- Supplied data:
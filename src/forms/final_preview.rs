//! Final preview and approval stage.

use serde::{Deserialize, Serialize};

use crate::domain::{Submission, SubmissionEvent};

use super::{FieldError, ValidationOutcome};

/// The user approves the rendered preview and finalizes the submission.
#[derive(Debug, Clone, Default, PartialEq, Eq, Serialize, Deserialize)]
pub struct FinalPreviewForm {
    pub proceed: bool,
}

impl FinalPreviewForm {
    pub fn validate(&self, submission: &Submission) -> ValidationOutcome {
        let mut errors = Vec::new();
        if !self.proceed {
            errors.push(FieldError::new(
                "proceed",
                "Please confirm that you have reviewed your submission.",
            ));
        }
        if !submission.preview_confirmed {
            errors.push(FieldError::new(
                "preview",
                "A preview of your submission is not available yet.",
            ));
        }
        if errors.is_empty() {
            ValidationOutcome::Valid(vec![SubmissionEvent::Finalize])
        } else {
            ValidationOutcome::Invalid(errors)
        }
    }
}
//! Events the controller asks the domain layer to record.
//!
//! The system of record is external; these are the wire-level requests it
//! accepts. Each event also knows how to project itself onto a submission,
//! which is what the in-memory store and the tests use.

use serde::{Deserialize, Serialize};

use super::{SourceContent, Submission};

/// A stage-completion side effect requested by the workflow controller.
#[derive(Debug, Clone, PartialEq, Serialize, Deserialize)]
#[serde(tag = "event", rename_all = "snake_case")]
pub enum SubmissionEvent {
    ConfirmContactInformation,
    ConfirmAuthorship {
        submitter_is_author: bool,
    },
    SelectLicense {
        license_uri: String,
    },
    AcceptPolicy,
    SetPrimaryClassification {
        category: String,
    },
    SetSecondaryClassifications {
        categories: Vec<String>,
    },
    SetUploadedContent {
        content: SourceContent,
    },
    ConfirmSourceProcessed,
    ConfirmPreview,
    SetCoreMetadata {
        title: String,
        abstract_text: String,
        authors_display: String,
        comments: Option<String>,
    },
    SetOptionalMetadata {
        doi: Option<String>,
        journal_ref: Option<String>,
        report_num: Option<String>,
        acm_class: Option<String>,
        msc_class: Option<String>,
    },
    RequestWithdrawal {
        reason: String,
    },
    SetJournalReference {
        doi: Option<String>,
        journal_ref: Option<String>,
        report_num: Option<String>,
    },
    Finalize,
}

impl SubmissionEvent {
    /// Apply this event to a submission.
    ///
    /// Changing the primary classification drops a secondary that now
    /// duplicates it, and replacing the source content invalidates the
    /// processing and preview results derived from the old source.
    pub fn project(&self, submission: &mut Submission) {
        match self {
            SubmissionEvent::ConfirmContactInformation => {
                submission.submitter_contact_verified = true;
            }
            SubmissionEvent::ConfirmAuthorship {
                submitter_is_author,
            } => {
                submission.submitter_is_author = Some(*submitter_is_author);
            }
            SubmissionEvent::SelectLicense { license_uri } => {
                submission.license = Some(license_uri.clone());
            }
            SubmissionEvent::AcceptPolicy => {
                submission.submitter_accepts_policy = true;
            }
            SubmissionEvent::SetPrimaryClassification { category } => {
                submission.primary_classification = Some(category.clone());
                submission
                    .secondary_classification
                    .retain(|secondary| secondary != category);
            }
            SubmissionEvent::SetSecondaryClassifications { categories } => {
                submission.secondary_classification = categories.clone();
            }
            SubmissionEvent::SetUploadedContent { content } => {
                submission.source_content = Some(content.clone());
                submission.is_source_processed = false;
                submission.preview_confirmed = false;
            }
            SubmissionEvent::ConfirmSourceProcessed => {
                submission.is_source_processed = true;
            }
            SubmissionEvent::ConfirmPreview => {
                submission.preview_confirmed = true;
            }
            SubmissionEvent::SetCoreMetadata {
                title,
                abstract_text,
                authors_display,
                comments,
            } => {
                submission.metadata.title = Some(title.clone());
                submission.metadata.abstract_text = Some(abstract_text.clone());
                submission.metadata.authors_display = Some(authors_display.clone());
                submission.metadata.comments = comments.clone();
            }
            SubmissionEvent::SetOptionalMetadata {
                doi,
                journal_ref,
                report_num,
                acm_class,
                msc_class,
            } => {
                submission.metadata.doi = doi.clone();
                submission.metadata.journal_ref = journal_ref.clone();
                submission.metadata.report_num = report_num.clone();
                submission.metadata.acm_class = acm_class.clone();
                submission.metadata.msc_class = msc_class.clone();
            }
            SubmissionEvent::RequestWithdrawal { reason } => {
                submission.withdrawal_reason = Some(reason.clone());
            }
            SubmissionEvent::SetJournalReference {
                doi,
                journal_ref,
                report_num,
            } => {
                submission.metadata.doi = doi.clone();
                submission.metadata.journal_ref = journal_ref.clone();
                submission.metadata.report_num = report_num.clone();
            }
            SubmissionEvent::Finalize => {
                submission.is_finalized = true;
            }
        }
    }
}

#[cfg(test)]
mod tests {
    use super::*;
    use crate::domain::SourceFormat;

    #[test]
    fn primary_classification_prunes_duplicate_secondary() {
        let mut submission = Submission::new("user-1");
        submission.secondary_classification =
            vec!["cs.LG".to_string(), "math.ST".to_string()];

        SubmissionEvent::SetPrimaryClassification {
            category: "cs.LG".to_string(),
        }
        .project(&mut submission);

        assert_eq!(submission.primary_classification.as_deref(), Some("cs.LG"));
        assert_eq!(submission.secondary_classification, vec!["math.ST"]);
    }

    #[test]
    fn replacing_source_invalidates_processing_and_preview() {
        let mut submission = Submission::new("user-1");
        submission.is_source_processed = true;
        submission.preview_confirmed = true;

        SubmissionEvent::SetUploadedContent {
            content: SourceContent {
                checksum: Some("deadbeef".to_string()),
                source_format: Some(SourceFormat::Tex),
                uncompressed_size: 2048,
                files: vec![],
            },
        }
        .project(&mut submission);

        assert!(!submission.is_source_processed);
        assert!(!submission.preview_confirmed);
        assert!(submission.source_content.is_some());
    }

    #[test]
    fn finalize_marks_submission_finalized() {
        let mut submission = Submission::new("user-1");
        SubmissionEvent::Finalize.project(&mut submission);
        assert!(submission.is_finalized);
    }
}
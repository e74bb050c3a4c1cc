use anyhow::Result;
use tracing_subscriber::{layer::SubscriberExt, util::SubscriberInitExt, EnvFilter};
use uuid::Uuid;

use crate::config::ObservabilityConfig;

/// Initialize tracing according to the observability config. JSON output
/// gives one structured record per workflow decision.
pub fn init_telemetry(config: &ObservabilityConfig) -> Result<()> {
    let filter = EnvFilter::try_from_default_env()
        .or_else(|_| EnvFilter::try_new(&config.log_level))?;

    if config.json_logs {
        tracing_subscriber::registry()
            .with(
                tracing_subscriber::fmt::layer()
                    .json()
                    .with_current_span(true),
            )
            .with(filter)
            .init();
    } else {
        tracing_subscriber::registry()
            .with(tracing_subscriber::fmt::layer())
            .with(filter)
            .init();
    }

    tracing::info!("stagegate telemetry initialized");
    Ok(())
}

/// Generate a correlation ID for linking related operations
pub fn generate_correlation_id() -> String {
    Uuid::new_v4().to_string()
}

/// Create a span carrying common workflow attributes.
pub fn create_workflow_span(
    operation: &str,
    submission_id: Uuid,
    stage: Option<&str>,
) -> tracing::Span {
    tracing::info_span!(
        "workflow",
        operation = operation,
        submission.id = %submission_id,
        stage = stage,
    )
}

==

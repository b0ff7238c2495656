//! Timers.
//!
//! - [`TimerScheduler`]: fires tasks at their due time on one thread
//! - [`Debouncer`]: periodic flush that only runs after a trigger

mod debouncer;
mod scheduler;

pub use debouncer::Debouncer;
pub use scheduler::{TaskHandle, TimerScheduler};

- Activity:
The expected output is one number: how many lines of the data above hold the string "ObservabilityConfig".

- Final answer:
2